━━━━━ SUPPLIED INFORMATION

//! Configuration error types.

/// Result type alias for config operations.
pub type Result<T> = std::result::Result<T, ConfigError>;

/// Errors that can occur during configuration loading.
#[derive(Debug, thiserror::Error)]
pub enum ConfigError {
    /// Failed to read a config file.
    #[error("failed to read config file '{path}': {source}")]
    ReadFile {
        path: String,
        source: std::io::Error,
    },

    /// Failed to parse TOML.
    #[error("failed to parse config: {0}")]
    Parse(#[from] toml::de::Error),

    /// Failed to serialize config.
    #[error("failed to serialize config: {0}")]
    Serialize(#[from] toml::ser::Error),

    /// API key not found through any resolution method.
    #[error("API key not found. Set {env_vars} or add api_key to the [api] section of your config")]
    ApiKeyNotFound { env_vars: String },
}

━━━━━━━━━━
━━━━━ SUPPLIED INFORMATION

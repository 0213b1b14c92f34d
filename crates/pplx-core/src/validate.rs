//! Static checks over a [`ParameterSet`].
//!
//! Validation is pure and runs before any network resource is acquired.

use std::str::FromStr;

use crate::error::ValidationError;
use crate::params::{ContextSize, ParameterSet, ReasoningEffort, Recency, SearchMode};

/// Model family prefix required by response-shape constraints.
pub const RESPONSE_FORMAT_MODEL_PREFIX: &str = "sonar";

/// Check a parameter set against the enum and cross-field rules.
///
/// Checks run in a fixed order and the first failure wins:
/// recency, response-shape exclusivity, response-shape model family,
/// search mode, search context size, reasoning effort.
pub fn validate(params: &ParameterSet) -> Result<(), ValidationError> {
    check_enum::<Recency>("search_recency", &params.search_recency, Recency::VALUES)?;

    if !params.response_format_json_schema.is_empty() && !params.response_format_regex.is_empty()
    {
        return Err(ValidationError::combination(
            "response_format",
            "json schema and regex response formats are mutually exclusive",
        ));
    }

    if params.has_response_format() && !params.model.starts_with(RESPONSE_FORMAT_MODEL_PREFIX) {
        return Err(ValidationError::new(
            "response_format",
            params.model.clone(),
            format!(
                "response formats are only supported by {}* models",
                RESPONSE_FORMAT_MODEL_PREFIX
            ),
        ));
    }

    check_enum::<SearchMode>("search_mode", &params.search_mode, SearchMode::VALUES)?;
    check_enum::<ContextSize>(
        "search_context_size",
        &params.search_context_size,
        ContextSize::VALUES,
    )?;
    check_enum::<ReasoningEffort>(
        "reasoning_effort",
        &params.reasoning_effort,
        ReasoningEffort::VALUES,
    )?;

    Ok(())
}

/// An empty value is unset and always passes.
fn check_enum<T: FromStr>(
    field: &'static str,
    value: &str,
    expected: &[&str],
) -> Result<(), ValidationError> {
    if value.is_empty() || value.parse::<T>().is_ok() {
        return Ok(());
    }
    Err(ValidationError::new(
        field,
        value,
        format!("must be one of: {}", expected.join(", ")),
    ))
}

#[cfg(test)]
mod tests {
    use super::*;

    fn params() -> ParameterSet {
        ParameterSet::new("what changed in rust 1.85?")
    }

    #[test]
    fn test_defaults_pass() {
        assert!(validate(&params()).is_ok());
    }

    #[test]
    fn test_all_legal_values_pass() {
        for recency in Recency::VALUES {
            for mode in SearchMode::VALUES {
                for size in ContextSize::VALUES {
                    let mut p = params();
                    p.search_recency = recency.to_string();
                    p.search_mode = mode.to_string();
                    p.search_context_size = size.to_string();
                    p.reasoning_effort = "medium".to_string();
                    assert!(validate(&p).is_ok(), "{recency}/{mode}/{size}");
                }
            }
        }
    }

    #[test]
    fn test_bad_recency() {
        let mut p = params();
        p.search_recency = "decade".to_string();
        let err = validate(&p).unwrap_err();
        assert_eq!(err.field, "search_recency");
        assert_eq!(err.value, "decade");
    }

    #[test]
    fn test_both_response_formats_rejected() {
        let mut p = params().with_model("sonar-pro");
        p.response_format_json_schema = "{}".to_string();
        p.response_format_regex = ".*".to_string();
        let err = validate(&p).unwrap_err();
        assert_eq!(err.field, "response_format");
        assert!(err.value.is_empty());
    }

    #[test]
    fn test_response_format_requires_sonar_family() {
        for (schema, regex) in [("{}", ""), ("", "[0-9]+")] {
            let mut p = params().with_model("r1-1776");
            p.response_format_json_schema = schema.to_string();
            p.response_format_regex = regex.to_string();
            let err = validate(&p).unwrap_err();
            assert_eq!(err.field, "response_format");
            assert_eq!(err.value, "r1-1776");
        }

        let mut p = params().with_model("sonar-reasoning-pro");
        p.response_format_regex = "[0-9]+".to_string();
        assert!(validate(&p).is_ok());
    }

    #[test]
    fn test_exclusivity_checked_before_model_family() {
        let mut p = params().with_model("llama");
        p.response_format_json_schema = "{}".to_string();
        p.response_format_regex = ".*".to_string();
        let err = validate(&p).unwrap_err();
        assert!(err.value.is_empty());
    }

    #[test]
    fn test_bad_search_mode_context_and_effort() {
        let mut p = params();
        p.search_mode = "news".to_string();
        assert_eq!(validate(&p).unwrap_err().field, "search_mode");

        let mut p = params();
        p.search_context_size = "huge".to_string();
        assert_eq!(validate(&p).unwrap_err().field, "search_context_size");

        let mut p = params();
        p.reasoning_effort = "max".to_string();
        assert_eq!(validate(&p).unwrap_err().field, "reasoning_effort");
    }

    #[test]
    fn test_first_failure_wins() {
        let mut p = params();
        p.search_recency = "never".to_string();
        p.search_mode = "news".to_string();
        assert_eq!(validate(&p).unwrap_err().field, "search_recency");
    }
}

━━━━━━━━━━
━━━━━ SUPPLIED INFORMATION

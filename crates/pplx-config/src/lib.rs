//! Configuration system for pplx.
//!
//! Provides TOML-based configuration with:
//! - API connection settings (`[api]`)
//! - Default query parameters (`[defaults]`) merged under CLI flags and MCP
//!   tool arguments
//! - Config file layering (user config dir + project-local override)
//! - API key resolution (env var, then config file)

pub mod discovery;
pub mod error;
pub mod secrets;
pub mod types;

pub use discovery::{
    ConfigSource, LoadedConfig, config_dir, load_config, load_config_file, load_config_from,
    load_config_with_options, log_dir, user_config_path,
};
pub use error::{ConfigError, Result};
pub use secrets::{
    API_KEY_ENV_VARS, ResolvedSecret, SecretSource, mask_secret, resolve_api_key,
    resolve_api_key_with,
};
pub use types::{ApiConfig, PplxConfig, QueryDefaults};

━━━━━━━━━━

● **YOUR GOAL**:
Print only what lies in the material above starting at the line with "Configuration error types." and ending at the line with "pub enum ConfigError", every line exactly as given.

● **FINISHED TASK**:
//! Configuration error types.

/// Result type alias for config operations.
pub type Result<T> = std::result::Result<T, ConfigError>;

/// Errors that can occur during configuration loading.
#[derive(Debug, thiserror::Error)]
pub enum ConfigError {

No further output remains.